Certificate Pinning with PHP cURL

Question

I see there is tons of post in SO, about error:

SSL certificate problem: unable to get local issuer certificate

And which is the one I am getting.

All of their answer is just saying download root certificates from:

https://curl.haxx.se/ca/cacert.pem

And setting into the CURLOPT_CAINFO or setting php.ini's curl.cainfo.

But what this does is actually just telling cURL to trust the list of root CA and their trusted CA.

From my understanding, Certificate Pinning should ignore all these root CA and just trust the single certificate of a particular provider.

What is the correct way to fix this error?

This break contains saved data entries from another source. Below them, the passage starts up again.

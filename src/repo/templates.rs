use sqlx::PgExecutor;

use uuid::Uuid;

use crate::model::{MessageTemplate, NewTemplate};

/// Repository for notification templates
pub struct TemplatesRepo;

impl TemplatesRepo {
    /// Templates a staff member can use: their own plus the shared ones
    #[tracing::instrument(name = "List templates for user", skip(executor))]
    pub async fn list_for_user<'con>(
        executor: impl PgExecutor<'con>,
        user_id: Uuid,
    ) -> sqlx::Result<Vec<MessageTemplate>> {
        sqlx::query_as(
            "select * from message_templates \
             where user_id = $1 or user_id is null or is_default \
             order by is_default desc, template_name",
        )
        .bind(user_id)
        .fetch_all(executor)
        .await
    }

    #[tracing::instrument(name = "Fetch template by id", skip(executor))]
    pub async fn fetch_by_id<'con>(
        executor: impl PgExecutor<'con>,
        template_id: Uuid,
    ) -> sqlx::Result<Option<MessageTemplate>> {
        sqlx::query_as("select * from message_templates where template_id = $1")
            .bind(template_id)
            .fetch_optional(executor)
            .await
    }

    #[tracing::instrument(name = "Insert template", skip(executor, template))]
    pub async fn insert<'con>(
        executor: impl PgExecutor<'con>,
        template: &NewTemplate,
    ) -> sqlx::Result<MessageTemplate> {
        sqlx::query_as(
            "insert into message_templates(user_id, template_name, template_type, \
             subject_line, message_body, is_default) \
             values ($1, $2, $3, $4, $5, $6) returning *",
        )
        .bind(template.user_id)
        .bind(&template.template_name)
        .bind(&template.template_type)
        .bind(&template.subject_line)
        .bind(&template.message_body)
        .bind(template.is_default)
        .fetch_one(executor)
        .await
    }
}
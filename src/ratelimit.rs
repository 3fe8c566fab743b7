use std::collections::HashMap;
use std::future::{ready, Ready};
use std::marker::PhantomData;
use std::sync::{Mutex, PoisonError};
use std::time::{Duration, Instant};

use actix_web::{dev, web, FromRequest, HttpRequest};

use crate::auth::caller_key;
use crate::error::{RestError, RestResult};

#[derive(Debug, Clone, Copy)]
struct Window {
    started: Instant,
    hits: u32,
}

/// Fixed-window request counter keyed by caller.
///
/// The first hit from a key opens a window of `window` length; at most `max`
/// hits are allowed inside it. Rejected hits do not extend the window.
#[derive(Debug)]
pub struct RateLimiter {
    max: u32,
    window: Duration,
    message: &'static str,
    counters: Mutex<HashMap<String, Window>>,
}

/// A hit over the limit, carrying the message to show the caller
#[derive(Debug, Clone, Copy, PartialEq, Eq, thiserror::Error)]
#[error("{0}")]
pub struct LimitExceeded(pub &'static str);

impl RateLimiter {
    pub fn new(max: u32, window: Duration, message: &'static str) -> Self {
        Self {
            max,
            window,
            message,
            counters: Mutex::new(HashMap::new()),
        }
    }

    /// Count a hit for `key` now
    pub fn check(&self, key: &str) -> Result<(), LimitExceeded> {
        self.check_at(key, Instant::now())
    }

    /// Count a hit for `key` at a given instant
    pub fn check_at(&self, key: &str, now: Instant) -> Result<(), LimitExceeded> {
        let mut counters = self.counters.lock().unwrap_or_else(PoisonError::into_inner);

        let window = self.window;
        counters.retain(|_, w| now.saturating_duration_since(w.started) < window);

        let entry = counters.entry(key.to_string()).or_insert(Window {
            started: now,
            hits: 0,
        });
        if entry.hits >= self.max {
            tracing::warn!(key, max = self.max, "Rate limit exceeded");
            return Err(LimitExceeded(self.message));
        }
        entry.hits += 1;
        Ok(())
    }

    /// Forget every counter
    pub fn reset(&self) {
        self.counters
            .lock()
            .unwrap_or_else(PoisonError::into_inner)
            .clear();
    }
}

pub const EMAIL_LIMIT_MESSAGE: &str = "Too many email requests. Please try again in a moment.";
pub const TRANSLATE_LIMIT_MESSAGE: &str =
    "Too many translation requests. Please try again in a moment.";

/// The rate limiters of each limited route family
#[derive(Debug)]
pub struct RateLimits {
    pub email: RateLimiter,
    pub translate: RateLimiter,
}

impl RateLimits {
    pub fn new(window: Duration, email_max: u32, translate_max: u32) -> Self {
        Self {
            email: RateLimiter::new(email_max, window, EMAIL_LIMIT_MESSAGE),
            translate: RateLimiter::new(translate_max, window, TRANSLATE_LIMIT_MESSAGE),
        }
    }
}

/// A family of routes sharing one limiter
pub trait LimitedRoute {
    fn limiter(limits: &RateLimits) -> &RateLimiter;
}

pub struct EmailRoutes;

impl LimitedRoute for EmailRoutes {
    fn limiter(limits: &RateLimits) -> &RateLimiter {
        &limits.email
    }
}

pub struct TranslateRoutes;

impl LimitedRoute for TranslateRoutes {
    fn limiter(limits: &RateLimits) -> &RateLimiter {
        &limits.translate
    }
}

/// Counts a hit against the limiter of `R` when extracted.
///
/// Put it first in a handler's arguments so the hit is counted before
/// authentication, keyed by [`caller_key`].
pub struct Quota<R>(PhantomData<R>);

impl<R: LimitedRoute> Quota<R> {
    fn take(req: &HttpRequest) -> RestResult<Self> {
        let limits = req
            .app_data::<web::Data<RateLimits>>()
            .ok_or_else(|| RestError::Internal("Rate limits not registered".into()))?;

        R::limiter(limits.get_ref()).check(&caller_key(req))?;
        Ok(Self(PhantomData))
    }
}

impl<R: LimitedRoute> FromRequest for Quota<R> {
    type Error = RestError;
    type Future = Ready<Result<Self, Self::Error>>;

    fn from_request(req: &HttpRequest, _: &mut dev::Payload) -> Self::Future {
        ready(Self::take(req))
    }
}
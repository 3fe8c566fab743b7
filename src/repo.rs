mod action_history;
mod contacts;
mod fees;
mod mail_items;
mod outreach;
mod templates;
mod users;

pub use action_history::ActionHistoryRepo;
pub use contacts::ContactsRepo;
pub use fees::FeesRepo;
pub use mail_items::MailItemsRepo;
pub use outreach::OutreachMessagesRepo;
pub use templates::TemplatesRepo;
pub use users::UsersRepo;

/// Bind a validated domain string as plain text
pub(crate) fn text<T: AsRef<str>>(value: &T) -> &str {
    value.as_ref()
}

pub(crate) fn opt_text<T: AsRef<str>>(value: &Option<T>) -> Option<&str> {
    value.as_ref().map(|v| v.as_ref())
}
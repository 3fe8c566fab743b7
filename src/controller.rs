use actix_web::error::{JsonPayloadError, PathError, QueryPayloadError};
use actix_web::{web, HttpRequest};

use sqlx::PgPool;

use crate::error::RestError;
use crate::model::NewAction;
use crate::repo::ActionHistoryRepo;

pub mod action_history;
pub mod auth;
pub mod contacts;
pub mod emails;
pub mod fees;
pub mod follow_ups;
pub mod mail_items;
pub mod outreach_messages;
pub mod templates;
pub mod translate;

/// Extractor settings so malformed input gets the same JSON error body as everything else
pub fn extractor_configs() -> (web::JsonConfig, web::QueryConfig, web::PathConfig) {
    let json = web::JsonConfig::default().error_handler(
        |error: JsonPayloadError, _: &HttpRequest| {
            RestError::Validation(format!("Invalid request body: {}", error)).into()
        },
    );
    let query = web::QueryConfig::default().error_handler(
        |error: QueryPayloadError, _: &HttpRequest| {
            RestError::Validation(format!("Invalid query: {}", error)).into()
        },
    );
    let path = web::PathConfig::default().error_handler(|error: PathError, _: &HttpRequest| {
        RestError::Validation(format!("Invalid path: {}", error)).into()
    });
    (json, query, path)
}

/// Append entries to the action history; failures are logged, never returned
pub(crate) async fn record_actions(pool: &PgPool, actions: &[NewAction]) {
    if actions.is_empty() {
        return;
    }

    let result = async {
        let mut tx = pool.begin().await?;
        ActionHistoryRepo::insert_many(&mut *tx, actions).await?;
        tx.commit().await
    }
    .await;

    if let Err(error) = result {
        tracing::warn!(
            error.cause_chain = ?error,
            "Failed to record {} action history entries",
            actions.len()
        );
    }
}

/// Treat blank optional strings as missing
pub(crate) fn non_blank(value: Option<String>) -> Option<String> {
    value
        .map(|v| v.trim().to_string())
        .filter(|v| !v.is_empty())
}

    $ch =  curl_init($url);
    curl_setopt($ch, CURLOPT_SSL_VERIFYHOST, 2);
    curl_setopt($ch, CURLOPT_SSL_VERIFYPEER, true);        
    curl_setopt($ch, CURLOPT_CAINFO, '/etc/httpd/static.gc.apple.com.pem');
    curl_setopt($ch, CURLOPT_CAPATH, '/etc/httpd/');

    //curl_setopt($ch, CURLOPT_PINNEDPUBLICKEY, "sha256//TeyzGG/8dvpuksAeSCb3tsvLEHbY6w9q63tXhOIf0Tg=");
    $sslCertificate = curl_exec($ch);

I know for libcurl itself, it has a option "CURLOPT_PINNEDPUBLICKEY" which do absolutely what I need, but currently PHP still not supporting it... (it doesn't have such constant in PHP and I have no idea what is the actual value of the constant)

Answer 1

Basically the issue is because the PHP itself installed with yum from Remi didn't compiled with the curl and openssl that support it. So we have to update curl, openssl, compile PHP from source and it worked.